Asunción de la Virgen María

Oda a la Asunción

Al cielo vais, Señora,

y allá os reciben con alegre canto.

¡Oh quién pudiera ahora

asirse a vuestro manto

para subir con vos al monte santo!

Lecturas de la liturgia

  • Primera Lectura: Apocalípsis 11, 19a; 12, 1-6a.10ab
    “Una mujer envuelta por el sol, con la luna bajo sus pies”

    Entonces oí en el cielo una voz poderosa que decía:
    «Ya está aquí la salvación y el poder y el reinado de nuestro Dios, ya está aquí la autoridad de su Mesías».

  • Salmo Responsorial: 44
    “De pie, a tu derecha, está la reina”

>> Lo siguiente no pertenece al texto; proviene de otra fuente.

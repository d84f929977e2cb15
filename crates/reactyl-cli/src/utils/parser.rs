use nalgebra::{Point3, Vector3};
use reactyl::core::models::reaction::ReactionType;
use std::str::FromStr;
use thiserror::Error;

#[derive(Debug, Error, PartialEq, Eq)]
pub enum ParseError {
    #[error("Invalid vector '{0}'. Expected three comma-separated numbers (e.g., '0,0,-5').")]
    InvalidVector(String),

    #[error("Invalid number '{value}' in component {component} of '{input}'.")]
    InvalidComponent {
        component: usize,
        value: String,
        input: String,
    },

    #[error("Unknown reaction type '{0}'. Expected one of SN2, SN1, E2.")]
    UnknownReactionType(String),

    #[error("Invalid stoichiometric term '{0}'. Expected 'SPECIES' or 'COEFFICIENT SPECIES' (e.g., '2 H2O').")]
    InvalidTerm(String),
}

pub fn parse_vector3(s: &str) -> Result<Vector3<f64>, ParseError> {
    let parts: Vec<&str> = s.split(',').map(str::trim).collect();
    if parts.len() != 3 {
        return Err(ParseError::InvalidVector(s.to_string()));
    }

    let mut components = [0.0; 3];
    for (i, part) in parts.iter().enumerate() {
        components[i] = part
            .parse::<f64>()
            .ok()
            .filter(|v| v.is_finite())
            .ok_or_else(|| ParseError::InvalidComponent {
                component: i,
                value: part.to_string(),
                input: s.to_string(),
            })?;
    }
    Ok(Vector3::from(components))
}

pub fn parse_point3(s: &str) -> Result<Point3<f64>, ParseError> {
    parse_vector3(s).map(Point3::from)
}

pub fn parse_reaction_type(s: &str) -> Result<ReactionType, ParseError> {
    ReactionType::from_str(s).map_err(|_| ParseError::UnknownReactionType(s.to_string()))
}

/// Parses `"H2O"` as `(1.0, "H2O")` and `"2 H2O"` as `(2.0, "H2O")`.
pub fn parse_stoichiometric_term(s: &str) -> Result<(f64, String), ParseError> {
    let invalid = || ParseError::InvalidTerm(s.to_string());
    let mut tokens = s.split_whitespace();
    let first = tokens.next().ok_or_else(invalid)?;

    let (coefficient, species) = match tokens.next() {
        Some(species) => {
            let coefficient = first
                .parse::<f64>()
                .ok()
                .filter(|c| c.is_finite() && *c > 0.0)
                .ok_or_else(invalid)?;
            (coefficient, species)
        }
        None => (1.0, first),
    };

    if tokens.next().is_some() {
        return Err(invalid());
    }
    Ok((coefficient, species.to_string()))
}

#[cfg(test)]
mod tests {
    use super::*;

    #[test]
    fn parse_vector3_accepts_whitespace_and_negatives() {
        assert_eq!(
            parse_vector3(" 1.5, -2 ,0 ").unwrap(),
            Vector3::new(1.5, -2.0, 0.0)
        );
    }

    #[test]
    fn parse_vector3_rejects_wrong_arity() {
        assert_eq!(
            parse_vector3("1,2"),
            Err(ParseError::InvalidVector("1,2".to_string()))
        );
        assert!(parse_vector3("1,2,3,4").is_err());
    }

    #[test]
    fn parse_vector3_reports_bad_component() {
        let err = parse_vector3("1,x,3").unwrap_err();
        assert!(matches!(err, ParseError::InvalidComponent { component: 1, .. }));
    }

    #[test]
    fn parse_vector3_rejects_non_finite_components() {
        assert!(parse_vector3("NaN,0,0").is_err());
        assert!(parse_vector3("0,inf,0").is_err());
    }

    #[test]
    fn parse_point3_wraps_vector() {
        assert_eq!(parse_point3("0,0,-5").unwrap(), Point3::new(0.0, 0.0, -5.0));
    }

    #[test]
    fn parse_reaction_type_is_case_insensitive() {
        assert_eq!(parse_reaction_type("e2").unwrap(), ReactionType::E2);
        assert_eq!(
            parse_reaction_type("SN2-ish"),
            Err(ParseError::UnknownReactionType("SN2-ish".to_string()))
        );
    }

    #[test]
    fn stoichiometric_term_defaults_to_unit_coefficient() {
        assert_eq!(
            parse_stoichiometric_term("CH3Br").unwrap(),
            (1.0, "CH3Br".to_string())
        );
    }

    #[test]
    fn stoichiometric_term_reads_leading_coefficient() {
        assert_eq!(
            parse_stoichiometric_term("2 H2O").unwrap(),
            (2.0, "H2O".to_string())
        );
        assert_eq!(
            parse_stoichiometric_term("0.5 O2").unwrap(),
            (0.5, "O2".to_string())
        );
    }

    #[test]
    fn stoichiometric_term_rejects_malformed_input() {
        assert!(parse_stoichiometric_term("").is_err());
        assert!(parse_stoichiometric_term("two H2O").is_err());
        assert!(parse_stoichiometric_term("-1 H2O").is_err());
        assert!(parse_stoichiometric_term("2 H2O extra").is_err());
    }
}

    Escucha hija, mira y pon atención; olvida tu pueblo y la casa de tus padres.
    R. De pie, a tu derecha, está la reina.

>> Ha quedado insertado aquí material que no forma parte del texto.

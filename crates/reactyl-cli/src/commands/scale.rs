use crate::cli::{ScaleArgs, ScaleFrom};
use crate::error::Result;
use reactyl::core::kinetics::scaling;

pub fn run(args: ScaleArgs) -> Result<()> {
    let range = scaling::energy_range(args.activation_energy);
    let converted = convert(args.from, args.value, args.activation_energy);

    match args.from {
        ScaleFrom::Velocity => println!(
            "velocity {} -> energy {:.4} (axis [{}, {}])",
            args.value, converted, range.min, range.max
        ),
        ScaleFrom::Energy => println!(
            "energy {} -> velocity {:.4} (slider [0, {}])",
            args.value,
            converted,
            scaling::MAX_VISUAL_VELOCITY
        ),
    }
    Ok(())
}

fn convert(from: ScaleFrom, value: f64, activation_energy: f64) -> f64 {
    match from {
        ScaleFrom::Velocity => scaling::energy_from_velocity(value, activation_energy),
        ScaleFrom::Energy => scaling::velocity_from_energy(value, activation_energy),
    }
}
mod cli;
mod commands;
mod config;
mod error;
mod logging;
mod utils;

use crate::cli::{Cli, Commands};
use crate::error::{CliError, Result};
use clap::Parser;
use tracing::{debug, error, info};

fn main() {
    if let Err(e) = run_app() {
        eprintln!("\n❌ Error: {}", e);
        std::process::exit(1);
    }
}

fn run_app() -> Result<()> {
    let cli = Cli::parse();
    logging::setup_logging(cli.verbose, cli.quiet, cli.log_file.as_deref())?;

    info!(
        "🚀 Reactyl CLI v{} starting up.",
        env!("CARGO_PKG_VERSION")
    );
    debug!("Full CLI arguments parsed: {:?}", &cli);

    if let Some(num_threads) = cli.threads {
        info!(
            "Setting Rayon global thread pool to {} threads.",
            num_threads
        );
        rayon::ThreadPoolBuilder::new()
            .num_threads(num_threads)
            .build_global()
            .map_err(|e| {
                CliError::Other(anyhow::anyhow!("Failed to build global thread pool: {}", e))
            })?;
    }

    let command_result = match cli.command {
        Commands::Evaluate(args) => {
            info!("Dispatching to 'evaluate' command.");
            commands::evaluate::run(args)
        }
        Commands::Orient(args) => {
            info!("Dispatching to 'orient' command.");
            commands::orient::run(args)
        }
        Commands::Scale(args) => {
            info!("Dispatching to 'scale' command.");
            commands::scale::run(args)
        }
        Commands::Sweep(args) => {
            info!("Dispatching to 'sweep' command.");
            commands::sweep::run(args, cli.quiet)
        }
        Commands::Species(args) => {
            info!("Dispatching to 'species' command.");
            commands::species::run(args)
        }
    };

    match &command_result {
        Ok(_) => info!("✅ Command completed successfully."),
        Err(e) => error!("❌ Command failed: {}", e),
    }

    command_result
}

    Has cautivado al rey con tu hermosura; él es tu Señor, inclínate ante él.
    R. De pie, a tu derecha, está la reina.

    En medio de festejos y cantos, entran en el palacio real.
    R. De pie, a tu derecha, está la reina.

  • Segunda Lectura: I Corintios 15, 20-27a
    “Resucitó primero Cristo, como primicia; después los que son de Cristo”

  • Evangelio: Lucas 1, 39-56
    “Ha hecho en mí grandes cosas el que todo lo puede. Exaltó a los humildes”

     Por aquellos días, María se puso en camino y fue de prisa a la montaña, a una ciudad de Judá. Entró en la casa de Zacarías y saludó a Isabel. Y cuando Isabel oyó el saludo de María, el niño saltó en su seno. Entonces Isabel, llena del Espíritu Santo, exclamó a grandes voces:

    «Bendita tú entre las mujeres y bendito el fruto de tu vientre. Pero ¿cómo es posible que la madre de mi Señor venga a visitarme? Porque en cuanto oí tu saludo, el niño saltó de alegría en mi seno. ¡Dichosa tú que has creído! Porque lo que te ha dicho el Señor se cumplirá».
    Entonces María dijo:
    «Mi alma glorifica al Señor, y mi espíritu se alegra en Dios mi Salvador, porque ha mirado la humildad de su sierva. Desde ahora me llamarán dichosa todas las generaciones, porque ha hecho en mí cosas grandes el Poderoso. Su nombre es santo y su misericordia es eterna con aquellos que lo honran.
    Actuó con la fuerza de su brazo y dispersó a los de corazón soberbio. Derribó de sus tronos a los poderosos y engrandeció a los humildes. Colmó de bienes a los hambrientos y a los ricos despidió sin nada.
    Tomó de la mano a Israel, su siervo, acordándose de su misericordia, como lo había prometido a nuestros antepasados, en favor de Abrahán y de sus descendientes para siempre».
    María estuvo con Isabel unos tres meses; después regresó a su casa.